Start of Block

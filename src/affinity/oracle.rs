// src/affinity/oracle.rs

//! Client for the external package-affinity oracle
//!
//! The oracle answers two kinds of questions: where does a module stream
//! live, and where do the binary packages of a set of source RPMs live.
//! Batch package queries use `match=closest` so the oracle picks the nearest
//! known version per package.

use crate::error::{Error, Result};
use async_trait::async_trait;
use serde::{Deserialize, Serialize};
use serde_json::json;
use std::time::Duration;
use tracing::debug;

/// Default timeout for oracle queries
const ORACLE_TIMEOUT: Duration = Duration::from_secs(30);

/// A repository entry in an oracle prediction
#[derive(Debug, Clone, PartialEq, Eq, Serialize, Deserialize)]
pub struct OracleRepository {
    pub name: String,
    pub arch: String,
}

/// One predicted package with its candidate repositories
#[derive(Debug, Clone, PartialEq, Eq, Serialize, Deserialize)]
pub struct PredictedPackage {
    pub name: String,
    pub version: String,
    pub arch: String,
    #[serde(default)]
    pub repositories: Vec<OracleRepository>,
}

/// Distribution snapshot the prediction came from
#[derive(Debug, Clone, PartialEq, Eq, Serialize, Deserialize)]
pub struct OracleDistribution {
    pub version: String,
}

/// Oracle response: one distribution snapshot with its predicted packages
#[derive(Debug, Clone, PartialEq, Eq, Serialize, Deserialize)]
pub struct OracleResponse {
    pub distribution: OracleDistribution,
    #[serde(default)]
    pub packages: Vec<PredictedPackage>,
}

/// Query surface of the package-affinity oracle
#[async_trait]
pub trait AffinityOracle: Send + Sync {
    /// Predict placements for a module stream across the given arches
    async fn find_module(
        &self,
        name: &str,
        stream: &str,
        arches: &[String],
    ) -> Result<Vec<OracleResponse>>;

    /// Predict placements for the binary packages of the given source RPMs
    ///
    /// One batched query for the whole set, `match=closest`.
    async fn find_packages(&self, source_rpm_names: &[String]) -> Result<Vec<OracleResponse>>;
}

/// HTTP implementation of [`AffinityOracle`]
pub struct HttpAffinityOracle {
    client: reqwest::Client,
    endpoint: String,
}

impl HttpAffinityOracle {
    pub fn new(endpoint: &str) -> Result<Self> {
        let client = reqwest::Client::builder()
            .timeout(ORACLE_TIMEOUT)
            .build()
            .map_err(|e| Error::OracleError(format!("Failed to create HTTP client: {e}")))?;
        Ok(Self {
            client,
            endpoint: endpoint.trim_end_matches('/').to_string(),
        })
    }

    async fn post(&self, path: &str, body: serde_json::Value) -> Result<Vec<OracleResponse>> {
        let url = format!("{}/{}", self.endpoint, path);
        debug!("Oracle query: {}", url);
        let response = self
            .client
            .post(&url)
            .json(&body)
            .send()
            .await
            .map_err(|e| Error::OracleError(format!("POST {url}: {e}")))?;

        // An oracle that knows nothing about the query is not an error
        if response.status() == reqwest::StatusCode::NOT_FOUND {
            return Ok(Vec::new());
        }
        if !response.status().is_success() {
            return Err(Error::OracleError(format!(
                "HTTP {} from {url}",
                response.status()
            )));
        }

        response
            .json::<Vec<OracleResponse>>()
            .await
            .map_err(|e| Error::OracleError(format!("Invalid response from {url}: {e}")))
    }
}

#[async_trait]
impl AffinityOracle for HttpAffinityOracle {
    async fn find_module(
        &self,
        name: &str,
        stream: &str,
        arches: &[String],
    ) -> Result<Vec<OracleResponse>> {
        self.post(
            "api/v1/module",
            json!({
                "name": name,
                "version": stream,
                "architecture": arches,
                "is_module": true,
            }),
        )
        .await
    }

    async fn find_packages(&self, source_rpm_names: &[String]) -> Result<Vec<OracleResponse>> {
        self.post(
            "api/v1/packages",
            json!({
                "source_rpm_names": source_rpm_names,
                "match": "closest",
            }),
        )
        .await
    }
}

End of Block

Your objective =>
Copy every line of the data above in which the string "OracleRepository" appears.

Problem solution =>
pub struct OracleRepository {
    pub repositories: Vec<OracleRepository>,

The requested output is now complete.